Regardless of what you want to assume about Barrack's relationship with Rev. Wright, how often he actually attended the church, or what he may have thought about the sermons one must consider for themselves what they would have done in Barracks position. Would you have sat there and quietly listened while someone ranted bigotry, racisms, and anti-Americanism? I hope not and I would expect you to hold Barrack to that same standard. Why didn't he denounce Rev. Wright even once for 20 years until it became an issue during the campaign? I don't want to believe Barrak feels the same way about white people as Rev. Wright, Cone and Hopkins do. I choose to believe that maybe he lacked the courage to argue with a man he thought of as a mentor. But, then you also have to ask, how much influence on my life have people had I consider role models and or spiritual mentors? How much influence have the teachings of Rev. Wright, Cone, and Hopkins had on Obama's life?



Conclusion:

We can't say for sure that Obama is a racist nor unpatriotic and I do not mean to label him as such. We can assume that Rev. Wright is a bigot, racist and unpatriotic based on his comments both on and off the pulpit. We can draw clear conclusions that the Black Liberation Theology has a racist slant which is hardly Christian. The idea of the Black Liberation Theology completely washes over the historical importance that Christianity had on the abolishment of slavery in the USA. We know that Obama did not denounce a man he himself called a role model until it became necessary to maintain his political career. These points are difficult to argue against. Therefore few possible conclusions can be drawn. Either Obama lacked the courage and conviction to rise up against racism and bigotry or he agreed with it. So if he lacks the courage or conviction to stand up to one such as Rev. Wright how can we expect him to stand up for us as our President? If he agrees with the sermons then what path will he lead our country down? How many times have you sat silent while someone spewed hate, bigotry and racism? As a minimum maybe you can say, well I never denounced a hate monger but I chose not to further associate with them. All Obama would have had to do is walk away from Wright, his teachings and his church. He didn't. Maybe it was because he saw it as a means to further his career? A reverend of a church in a mostly black community with approximately 10,000 parishioners might have had something to do with it. Or maybe it was because he agrees with those ideals of Wright. How many of you call racists mentors and role models? No one I want as a friend does. No one I want as a President should.

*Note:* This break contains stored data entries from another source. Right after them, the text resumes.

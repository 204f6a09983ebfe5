//! Services of the host firmware used by the keymap.
//!
//! The host owns the HID stack, the sensor driver and the lighting engine. The
//! dispatcher reaches them only through these traits, so it can run against a
//! real firmware or against a recording test double.

use embassy_time::{Duration, Instant};

use crate::mouse::PointingReport;
use crate::types::keycode::KeyCode;

/// Key injection into the host's HID report
pub trait KeyInjector {
    /// Add the key to the next report, until it is unregistered
    fn register_code(&mut self, keycode: KeyCode);

    fn unregister_code(&mut self, keycode: KeyCode);

    /// Press and release the key
    fn tap_code(&mut self, keycode: KeyCode) {
        self.register_code(keycode);
        self.unregister_code(keycode);
    }
}

/// The trackball sensor and its pending report
pub trait PointingDevice {
    /// Current resolution read back from the sensor
    fn cpi(&mut self) -> u16;

    /// Request a new resolution. The sensor may ignore it, check with [`PointingDevice::cpi`].
    fn set_cpi(&mut self, cpi: u16);

    /// The pointing report currently pending in the host
    fn report(&self) -> PointingReport;
}

pub trait Lighting {
    /// Toggle the RGB lighting without writing to persistent storage
    fn toggle_noeeprom(&mut self);
}

pub trait Clock {
    fn now(&self) -> Instant;

    fn elapsed(&self, since: Instant) -> Duration {
        self.now().saturating_duration_since(since)
    }
}

/// Everything the dispatcher needs from the host
pub trait Host: KeyInjector + PointingDevice + Lighting + Clock {}

impl<T: KeyInjector + PointingDevice + Lighting + Clock> Host for T {}

/// Clock backed by the embassy time driver
#[derive(Clone, Copy, Debug, Default)]
pub struct EmbassyClock;

impl Clock for EmbassyClock {
    fn now(&self) -> Instant {
        Instant::now()
    }
}
//! Crate-wide error aggregation.

use miette::Diagnostic;
use thiserror::Error;

use crate::chunking::ChunkingError;
use crate::config::ConfigError;
use crate::conversation::ConversationError;
use crate::embeddings::EmbeddingError;
use crate::pipeline::PipelineError;

/// Umbrella error for applications composing several ragentic modules.
///
/// Module APIs return their own error types; this enum exists so binaries can
/// bubble everything up with `?` into a single failure type.
#[derive(Debug, Error, Diagnostic)]
pub enum RagenticError {
    #[error(transparent)]
    #[diagnostic(transparent)]
    Chunking(#[from] ChunkingError),

    #[error(transparent)]
    #[diagnostic(transparent)]
    Embedding(#[from] EmbeddingError),

    #[error(transparent)]
    #[diagnostic(transparent)]
    Pipeline(#[from] PipelineError),

    #[error(transparent)]
    #[diagnostic(transparent)]
    Conversation(#[from] ConversationError),

    #[error(transparent)]
    #[diagnostic(transparent)]
    Config(#[from] ConfigError),
}

#[cfg(test)]
mod tests {
    use super::*;

    #[test]
    fn module_errors_convert_via_from() {
        let err: RagenticError = ChunkingError::InvalidChunkSize { got: 0 }.into();
        assert!(matches!(err, RagenticError::Chunking(_)));

        let err: RagenticError = ConfigError::EmptyModel.into();
        assert!(matches!(err, RagenticError::Config(_)));
    }
}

This is the final associate from Obama's past we'll be discussing here.  Of course there are other's we could bring up but I think the three I've posted about (Raila Odinga, Bill Ayers, and Rev. Wright) are the prime 3 which are "officially" in his past.  They supposedly have no direct contact with him today.  So now lets look at people which he is still currently in contact with.  The next few posts will focus on his association since becoming President.  I'd like to specifically look at the people he has chosen to elevate into positions of power in government.  As we go forward please ask yourselves this: If these people are Communists, Marxists, racists, and in general radicals and extremists why then would Obama hire these people and/or associate with them if he didn't appreciate and value their point of view?